I love the oldies, both in hymns and popular music, and I am reaching the age where all my favorites are actually oldies, and my favorite musicians are rapidly dying out. (David Bowie, Tom Petty) In church, I could live very well on a diet of Isaac Watts “I sing the might power of God”, Luther’s “A Mighty Fortress”, Handel’s Messiah, spirituals like “Leaning on the Everlasting Arms” and of course, Christmas Carols. I’d be happy with the joy and comfort, endlessly singing “Joyful, Joyful We Adore Thee” and “It is Well With My Soul.”
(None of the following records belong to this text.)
impl CandidateIdentity {
    /// Allocate a fresh ephemeral identity.
    pub fn new_ephemeral() -> Self {
        let seq = EPHEMERAL_SEQ.fetch_add(1, Ordering::Relaxed);
        CandidateIdentity::New {
            ephemeral_id: format!("temp-{}-{}", Utc::now().timestamp_millis(), seq),
        }
    }

    /// Identity assigned by the original data provider.
    pub fn source_id(&self) -> Option<&str> {
        match self {
            CandidateIdentity::Existing { source_id, .. } => source_id.as_deref(),
            CandidateIdentity::New { .. } => None,
        }
    }

    /// Backend identifier, present only for existing candidates.
    pub fn persistent_id(&self) -> Option<&str> {
        match self {
            CandidateIdentity::Existing { persistent_id, .. } => Some(persistent_id),
            CandidateIdentity::New { .. } => None,
        }
    }

    /// Local placeholder identifier, present only for new candidates.
    pub fn ephemeral_id(&self) -> Option<&str> {
        match self {
            CandidateIdentity::Existing { .. } => None,
            CandidateIdentity::New { ephemeral_id } => Some(ephemeral_id),
        }
    }

    /// The identity echoed to the model and expected back.
    pub fn reference_key(&self) -> &str {
        match self {
            CandidateIdentity::Existing {
                persistent_id,
                source_id,
            } => source_id.as_deref().unwrap_or(persistent_id),
            CandidateIdentity::New { ephemeral_id } => ephemeral_id,
        }
    }

    pub fn is_new(&self) -> bool {
        matches!(self, CandidateIdentity::New { .. })
    }
}

/// One candidate in a race.
#[derive(Debug, Clone, PartialEq, Serialize, Deserialize)]
pub struct CandidateRecord {
    pub identity: CandidateIdentity,
    pub name: String,
    pub party: Party,

    /// Baseline vote count
    #[serde(default)]
    pub votes: u64,

    /// Baseline vote share, in percent
    #[serde(default)]
    pub vote_percentage: f64,

    #[serde(default)]
    pub incumbent: bool,

    #[serde(default, skip_serializing_if = "Option::is_none")]
    pub headshot_url: Option<String>,
}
But just like the Motown music, where I missed the context and therefore the whole point, let’s not forget that when Luther wrote “A Mighty Fortress” his life was in danger, because he had challenged the papacy, and John Newton wrote “Amazing Grace” to express his repentance at captaining a slave ship. We don’t think of these hymns as “protest” songs, but they were. So, as I hear the words of Psalm 96, and as we celebrate the essential role of music in our spiritual life today with the Cantata, I’m trying to listen deeply for the subtle harmonies and undertones I might miss. If we think of the Psalms we love, they are not only about joy and wonder, but also lament in times of injustice, crying out in grief, (My God, My God, why hast thou forsaken me) and celebration and confidence in the acts of a God who liberated people from slavery in Egypt, so we also need the songs of those from Alabama and Georgia as well as the cantitos from El Salvador and Ecuador, South African Freedom music.
I thought of this story from a friend who went to Nicaragua with a group called Witness for Peace in the 1980s. They went to be in solidarity with coffee pickers when the US funded Contras were attacking the farmers to destroy the Nicaraguan economy. The group gathered at the border between Honduras and Nicaragua to stage a protest and the Americans had their signs, “US out of Nicaragua” etc. and made statements to reporters and took photos for newspapers back home. Then the Nicaraguans had brought guitars and a picnic and wanted to sing and eat. And the Americans resisted because this was a very solemn duty. But they slowly realized that this is how Latin American protests worked, with a mix of joy and hope and justice.
In the beginning was the note, and then the chord, a melody and a harmony. The Golden oldies teach us the survival skills of life, joy and hope, as well as a place for our grief and lament. There are endless new songs to sing, so let the beat go on.